1 - A Avenida São João, em Adoniran, é um sujeito que funciona como cenário e testemunho passivo de um atropelamento que mata Iracema. Em Caetano, ela é um sujeito ativo que cruza a Avenida Ipiranga; esta, por sua vez, cruza a outra; ambas se encontram num dos corações de São Paulo.

2 – A condição de oprimido atribuída ao povo comparece nas composições de ambos, embora com citações diferentes;

3 – O difícil começo. Um dos compositores é baiano e fala, de experiência própria, do “difícil começo”. Não cabe inferir sobre os detalhes dessa dificuldade. Adoniran, paulistano, mergulha na pele do “baiano” (migrante nortista, nordestino) e consegue se fazer o outro enquanto outro.

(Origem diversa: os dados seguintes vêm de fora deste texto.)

//! Menu loop: select → launch → back to the menu.
//!
//! Generic over the event source so the whole flow runs headless in tests.
//! The same source is cloned into the input watcher while an effect runs,
//! mirroring how both read the one terminal.

use std::sync::Arc;
use std::time::Duration;

use anyhow::{Context, Result};
use log::{info, warn};

use crate::core::{CancelToken, LifecycleDriver, LifecycleError, Registry, RunContext, Surface};
use crate::i18n::LanguageManager;
use crate::input::{is_escape, EventSource, InputEvent, InputWatcher, Key};
use crate::term::{render_error, MenuAction, Selector};

/// Poll timeout while the menu or the error overlay waits for a key.
pub const MENU_POLL: Duration = Duration::from_millis(250);

pub struct App<'a, E> {
    driver: LifecycleDriver,
    lang: &'a LanguageManager,
    events: E,
}

impl<'a, E> App<'a, E>
where
    E: EventSource + Clone + Send + 'static,
{
    pub fn new(registry: Arc<Registry>, lang: &'a LanguageManager, events: E) -> Self {
        Self {
            driver: LifecycleDriver::new(registry),
            lang,
            events,
        }
    }

    pub fn driver(&self) -> &LifecycleDriver {
        &self.driver
    }

    /// Run the menu until the user quits.
    pub fn run_menu(&mut self, surface: &mut dyn Surface) -> Result<()> {
        let mut selector = Selector::new(self.driver.registry().list());
        self.driver.begin_selection();
        let mut dirty = true;

        loop {
            if dirty {
                selector.render(surface, self.lang.current());
                surface.show()?;
                dirty = false;
            }

            let Some(event) = self.events.poll_event(MENU_POLL)? else {
                continue;
            };
            dirty = true;

            match event {
                InputEvent::Resize(w, h) => {
                    surface.resize(w, h);
                    surface.sync()?;
                }
                InputEvent::Key(key) => match selector.handle_key(key) {
                    MenuAction::None => {}
                    MenuAction::Quit => {
                        info!("quit from menu");
                        return Ok(());
                    }
                    MenuAction::ToggleLanguage => {
                        if let Err(err) = self.lang.toggle_and_save() {
                            warn!("language preference not saved: {err}");
                        }
                    }
                    MenuAction::Launch(id) => {
                        if let Err(err) = self.launch(surface, &id, is_escape)? {
                            self.show_error(surface, &err.to_string())?;
                        }
                        surface.sync()?;
                        selector.refresh(self.driver.registry().list());
                    }
                },
            }
        }
    }

    /// Run one effect until a key matching `is_cancel` arrives.
    pub fn run_single(&mut self, surface: &mut dyn Surface, id: &str, is_cancel: fn(Key) -> bool) -> Result<()> {
        self.launch(surface, id, is_cancel)?
            .with_context(|| format!("running effect {id}"))
    }

    fn launch(
        &mut self,
        surface: &mut dyn Surface,
        id: &str,
        is_cancel: fn(Key) -> bool,
    ) -> Result<Result<(), LifecycleError>> {
        let cancel = CancelToken::new();
        let watcher = InputWatcher::spawn_with(self.events.clone(), cancel.clone(), is_cancel)
            .context("starting the input thread")?;
        let ctx = RunContext::with_resizes(cancel, watcher.resizes());

        let outcome = self.driver.launch(id, surface, &ctx);
        watcher.finish();
        Ok(outcome)
    }

    /// Show `message` until any key is pressed.
    fn show_error(&mut self, surface: &mut dyn Surface, message: &str) -> Result<()> {
        loop {
            render_error(surface, self.lang.current(), message);
            surface.show()?;
            match self.events.poll_event(MENU_POLL)? {
                Some(InputEvent::Key(_)) => return Ok(()),
                Some(InputEvent::Resize(w, h)) => {
                    surface.resize(w, h);
                    surface.sync()?;
                }
                None => {}
            }
        }
    }
}
//! Large digital clock in five-row block digits.
//!
//! The wall clock is read once at init; after that the displayed time advances
//! by the frame deltas, so the simulation stays a pure function of its inputs.

use chrono::{Local, NaiveTime, TimeDelta};

use crate::core::{Effect, EffectError, EffectMetadata, Simulation, SimulationEffect, Surface};
use crate::types::{palette, CellStyle, Rgb};

const ID: &str = "big-clock";

pub const GLYPH_HEIGHT: usize = 5;
pub const GLYPH_WIDTH: usize = 5;

#[derive(Debug, Clone, Copy, PartialEq)]
pub struct Config {
    pub color: Rgb,
    pub fps: u32,
}

impl Default for Config {
    fn default() -> Self {
        Self {
            color: palette::LIGHT_BLUE,
            fps: 1,
        }
    }
}

/// Block glyph for a digit or `:`.
pub fn glyph(ch: char) -> Option<[&'static str; GLYPH_HEIGHT]> {
    Some(match ch {
        '0' => [" ███ ", "█   █", "█   █", "█   █", " ███ "],
        '1' => ["  █  ", " ██  ", "  █  ", "  █  ", " ███ "],
        '2' => [" ███ ", "    █", " ███ ", "█    ", "█████"],
        '3' => [" ███ ", "    █", "  ██ ", "    █", " ███ "],
        '4' => ["█   █", "█   █", "█████", "    █", "    █"],
        '5' => ["█████", "█    ", "████ ", "    █", "████ "],
        '6' => [" ███ ", "█    ", "████ ", "█   █", " ███ "],
        '7' => ["█████", "    █", "   █ ", "  █  ", "  █  "],
        '8' => [" ███ ", "█   █", " ███ ", "█   █", " ███ "],
        '9' => [" ███ ", "█   █", " ████", "    █", " ███ "],
        ':' => ["     ", "  █  ", "     ", "  █  ", "     "],
        _ => return None,
    })
}

pub struct BigClock {
    config: Config,
    width: u16,
    height: u16,
    start: NaiveTime,
    elapsed: f64,
}

impl BigClock {
    pub fn starting_at(width: u16, height: u16, config: Config, start: NaiveTime) -> Self {
        Self {
            config,
            width,
            height,
            start,
            elapsed: 0.0,
        }
    }

    pub fn now(&self) -> NaiveTime {
        self.start + TimeDelta::milliseconds((self.elapsed * 1000.0) as i64)
    }

    /// `HH:MM:SS`.
    pub fn display(&self) -> String {
        self.now().format("%H:%M:%S").to_string()
    }
}

impl Simulation for BigClock {
    fn update(&mut self, dt: f64) {
        // wrap at a day so the delta stays small
        self.elapsed = (self.elapsed + dt) % 86_400.0;
    }

    fn render(&self, surface: &mut dyn Surface) {
        let text = self.display();
        let glyphs: Vec<_> = text.chars().filter_map(glyph).collect();
        let total = (glyphs.len() * GLYPH_WIDTH) as i32;
        let x0 = (self.width as i32 - total) / 2;
        let y0 = (self.height as i32 - GLYPH_HEIGHT as i32) / 2;
        let style = CellStyle::fg(self.config.color).bold();

        for (n, rows) in glyphs.iter().enumerate() {
            let gx = x0 + (n * GLYPH_WIDTH) as i32;
            for (dy, row) in rows.iter().enumerate() {
                for (dx, ch) in row.chars().enumerate() {
                    if ch != ' ' {
                        surface.set_cell(gx + dx as i32, y0 + dy as i32, ch, style);
                    }
                }
            }
        }
    }

    fn resize(&mut self, width: u16, height: u16) {
        self.width = width;
        self.height = height;
    }
}

pub fn metadata() -> EffectMetadata {
    EffectMetadata::new(ID, "大字时钟", "Big Clock")
        .description("用大号字符显示的数字时钟", "Digital clock drawn in large block characters")
        .long_description("以五行高的方块字符居中显示当前时间，每秒刷新一次。")
        .tags(&["时钟", "实用", "字符"])
}

pub fn effect_with(config: Config) -> SimulationEffect<BigClock> {
    SimulationEffect::new(metadata(), config.fps, move |w, h| {
        if w == 0 || h == 0 {
            return Err(EffectError::surface_too_small(w, h, 1, 1));
        }
        Ok(BigClock::starting_at(w, h, config, Local::now().time()))
    })
}

pub fn effect() -> Box<dyn Effect> {
    Box::new(effect_with(Config::default()))
}
//! Flying through a tunnel of glyph rings.
//!
//! Rings sit every half unit of depth between 1 and 50. Each frame a random
//! subset of them contributes one glyph at a random angle, projected with
//! `scale = 30 / depth`, so near rings spread wide and far rings huddle at the
//! centre.

use std::f64::consts::TAU;

use rand::rngs::StdRng;
use rand::Rng;

use crate::core::{Effect, EffectError, EffectMetadata, Simulation, SimulationEffect, Surface};
use crate::types::{palette, CellStyle, Rgb};

const ID: &str = "matrix-tunnel";

const GLYPHS: [char; 30] = [
    '0', '1', '2', '3', '4', '5', '6', '7', '8', '9', 'A', 'B', 'C', 'D', 'E', 'F', 'Z', 'T',
    'M', 'X', 'ﾊ', 'ﾐ', 'ﾋ', 'ｰ', 'ｳ', 'ｼ', 'ﾅ', 'ﾓ', 'ﾆ', 'ｻ',
];

const MAX_DEPTH: f64 = 50.0;
const TUNNEL_RADIUS: f64 = 15.0;
/// Rings closer than this project far off screen.
const MIN_DEPTH: f64 = 1.0;

#[derive(Debug, Clone, Copy, PartialEq)]
pub struct Config {
    /// Depth units per second.
    pub speed: f64,
    /// Chance that a ring shows a glyph on a given frame.
    pub density: f64,
    pub fps: u32,
}

impl Default for Config {
    fn default() -> Self {
        Self {
            speed: 5.0,
            density: 0.3,
            fps: 30,
        }
    }
}

/// A projected glyph for the current frame.
#[derive(Debug, Clone, Copy, PartialEq)]
pub struct Spot {
    pub x: i32,
    pub y: i32,
    pub glyph: char,
    pub brightness: f64,
}

pub struct MatrixTunnel {
    config: Config,
    width: u16,
    height: u16,
    depth: f64,
    spots: Vec<Spot>,
    rng: StdRng,
}

fn brightness_color(b: f64) -> Rgb {
    if b > 0.7 {
        palette::GREEN
    } else if b > 0.4 {
        palette::LIGHT_GREEN
    } else if b > 0.2 {
        palette::DARK_GREEN
    } else {
        palette::DARK_GRAY
    }
}

impl MatrixTunnel {
    pub fn new(width: u16, height: u16, config: Config, rng: StdRng) -> Self {
        Self {
            config,
            width,
            height,
            depth: 0.0,
            spots: Vec::new(),
            rng,
        }
    }

    pub fn spots(&self) -> &[Spot] {
        &self.spots
    }

    /// Screen position of a point on a ring at `depth`.
    pub fn project(&self, angle: f64, radius: f64, depth: f64) -> (i32, i32) {
        let scale = 30.0 / depth;
        let cx = self.width as i32 / 2;
        let cy = self.height as i32 / 2;
        (
            cx.saturating_add((radius * angle.cos() * scale) as i32),
            cy.saturating_add((radius * angle.sin() * scale) as i32),
        )
    }

    fn emit(&mut self) {
        self.spots.clear();
        let (w, h) = (self.width as i32, self.height as i32);
        let mut z = 1.0;
        while z < MAX_DEPTH {
            let mut depth = z + self.depth;
            if depth > MAX_DEPTH {
                depth -= MAX_DEPTH;
            }
            z += 0.5;
            if depth < MIN_DEPTH {
                continue;
            }

            if self.rng.random::<f64>() > self.config.density {
                continue;
            }
            let angle = self.rng.random::<f64>() * TAU;
            let radius = TUNNEL_RADIUS * self.rng.random_range(0.8..1.2);
            let (x, y) = self.project(angle, radius, depth);
            if x < 0 || y < 0 || x >= w || y >= h {
                continue;
            }
            let idx = (depth * 10.0 + angle * 5.0) as usize % GLYPHS.len();
            self.spots.push(Spot {
                x,
                y,
                glyph: GLYPHS[idx],
                brightness: 1.0 / depth,
            });
        }
    }
}

impl Simulation for MatrixTunnel {
    fn update(&mut self, dt: f64) {
        self.depth += self.config.speed * dt;
        if self.depth > MAX_DEPTH {
            self.depth -= MAX_DEPTH;
        }
        self.emit();
    }

    fn render(&self, surface: &mut dyn Surface) {
        for s in &self.spots {
            let mut style = CellStyle::fg(brightness_color(s.brightness));
            if s.brightness > 0.8 {
                style = style.bold();
            }
            surface.set_cell(s.x, s.y, s.glyph, style);
        }
    }

    fn resize(&mut self, width: u16, height: u16) {
        self.width = width;
        self.height = height;
        self.spots.clear();
    }
}

pub fn metadata() -> EffectMetadata {
    EffectMetadata::new(ID, "矩阵隧道", "Matrix Tunnel")
        .description("3D隧道效果，字符从中心向外飞出", "3D tunnel with glyphs flying out from the centre")
        .long_description("字符环沿深度方向排列，透视投影后近处的环扩散到屏幕边缘，远处的环聚集在中心，营造穿越隧道的感觉。")
        .tags(&["3D", "字符", "动画", "黑客"])
}

pub fn effect_with(config: Config) -> SimulationEffect<MatrixTunnel> {
    SimulationEffect::new(metadata(), config.fps, move |w, h| {
        if w == 0 || h == 0 {
            return Err(EffectError::surface_too_small(w, h, 1, 1));
        }
        Ok(MatrixTunnel::new(w, h, config, crate::os_rng()))
    })
}

pub fn effect() -> Box<dyn Effect> {
    Box::new(effect_with(Config::default()))
}

#[cfg(test)]
mod tests {
    use super::*;
    use rand::SeedableRng;

    fn tunnel(config: Config) -> MatrixTunnel {
        MatrixTunnel::new(80, 40, config, StdRng::seed_from_u64(14))
    }

    #[test]
    fn projection_shrinks_with_depth() {
        let t = tunnel(Config::default());
        let (near, _) = t.project(0.0, 15.0, 30.0);
        let (far, _) = t.project(0.0, 15.0, 45.0);
        assert_eq!(near, 40 + 15);
        assert_eq!(far, 40 + 10);
        assert_eq!(t.project(0.0, 0.0, 7.0), (40, 20));
    }

    #[test]
    fn spots_stay_on_screen() {
        let config = Config {
            density: 1.0,
            ..Config::default()
        };
        let mut t = tunnel(config);
        for _ in 0..50 {
            t.update(1.0 / 30.0);
            assert!(!t.spots().is_empty());
            for s in t.spots() {
                assert!((0..80).contains(&s.x) && (0..40).contains(&s.y));
                assert!(s.brightness > 0.0 && s.brightness <= 1.0 + 1e-9);
            }
        }
    }

    #[test]
    fn rings_near_the_wrap_point_are_skipped() {
        let config = Config {
            density: 1.0,
            ..Config::default()
        };
        let mut t = tunnel(config);
        t.depth = MAX_DEPTH - 0.01;
        for _ in 0..30 {
            t.update(1.0 / 30.0);
            for s in t.spots() {
                assert!((0..80).contains(&s.x) && (0..40).contains(&s.y));
                assert!(s.brightness <= 1.0);
            }
        }
        assert!(t.depth < 5.0);

        let (x, y) = t.project(0.3, 15.0, 1e-300);
        assert!(x > 80 && y > 40);
    }

    #[test]
    fn zero_density_is_empty() {
        let config = Config {
            density: 0.0,
            ..Config::default()
        };
        let mut t = tunnel(config);
        t.update(0.1);
        assert!(t.spots().is_empty());
    }
}
use rusqlite::Connection;

/// Click buckets: one row per (banner, minute). Timestamps are epoch milliseconds.
const SCHEMA: &str = "
    CREATE TABLE IF NOT EXISTS banner_clicks (
        banner_id     INTEGER NOT NULL,
        click_time    INTEGER NOT NULL,
        minute_bucket INTEGER NOT NULL,
        clicks        INTEGER NOT NULL DEFAULT 1,
        CONSTRAINT banner_clicks_unique UNIQUE (banner_id, minute_bucket)
    );

    CREATE INDEX IF NOT EXISTS idx_banner_clicks_minute
        ON banner_clicks(banner_id, minute_bucket);
";

/// Create the bucket table and its index if absent. Safe to run on every start.
pub fn provision(conn: &Connection) -> rusqlite::Result<()> {
    conn.execute_batch(SCHEMA)?;
    tracing::info!(table = "banner_clicks", "schema provisioned");
    Ok(())
}

#[cfg(test)]
mod tests {
    use super::*;
    use rusqlite::params;

    #[test]
    fn test_provision_is_idempotent() {
        let conn = Connection::open_in_memory().unwrap();
        provision(&conn).unwrap();
        provision(&conn).unwrap();

        let indexes: i64 = conn
            .query_row(
                "SELECT COUNT(*) FROM sqlite_master WHERE type = 'index' AND name = 'idx_banner_clicks_minute'",
                [],
                |row| row.get(0),
            )
            .unwrap();
        assert_eq!(indexes, 1);
    }

    #[test]
    fn test_unique_constraint_rejects_plain_duplicate() {
        let conn = Connection::open_in_memory().unwrap();
        provision(&conn).unwrap();

        conn.execute(
            "INSERT INTO banner_clicks (banner_id, click_time, minute_bucket) VALUES (?1, ?2, ?3)",
            params![5, 1_000, 0],
        )
        .unwrap();
        let dup = conn.execute(
            "INSERT INTO banner_clicks (banner_id, click_time, minute_bucket) VALUES (?1, ?2, ?3)",
            params![5, 2_000, 0],
        );
        assert!(dup.is_err(), "second row for the same minute must be rejected");
    }

    #[test]
    fn test_clicks_default_to_one() {
        let conn = Connection::open_in_memory().unwrap();
        provision(&conn).unwrap();

        conn.execute(
            "INSERT INTO banner_clicks (banner_id, click_time, minute_bucket) VALUES (1, 0, 0)",
            [],
        )
        .unwrap();
        let clicks: i64 = conn
            .query_row("SELECT clicks FROM banner_clicks", [], |row| row.get(0))
            .unwrap();
        assert_eq!(clicks, 1);
    }
}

4 –“Do povo oprimido nas filas, nas vilas, favelas”("Sampa"). Trata-se de uma frase que denuncia os lugares onde opressores (nem sempre visíveis) oprimem o povo, e cabe ao pé da letra em Sampa, Em Adoniran cabe ao pé do espírito. Aliás, ambos citam a palavra favela, como um calvário dos pobres.

5 – Por fim, ambos estão unidos pela paixão por São Paulo. E isto basta, e não autoriza mais qualquer outro comentário.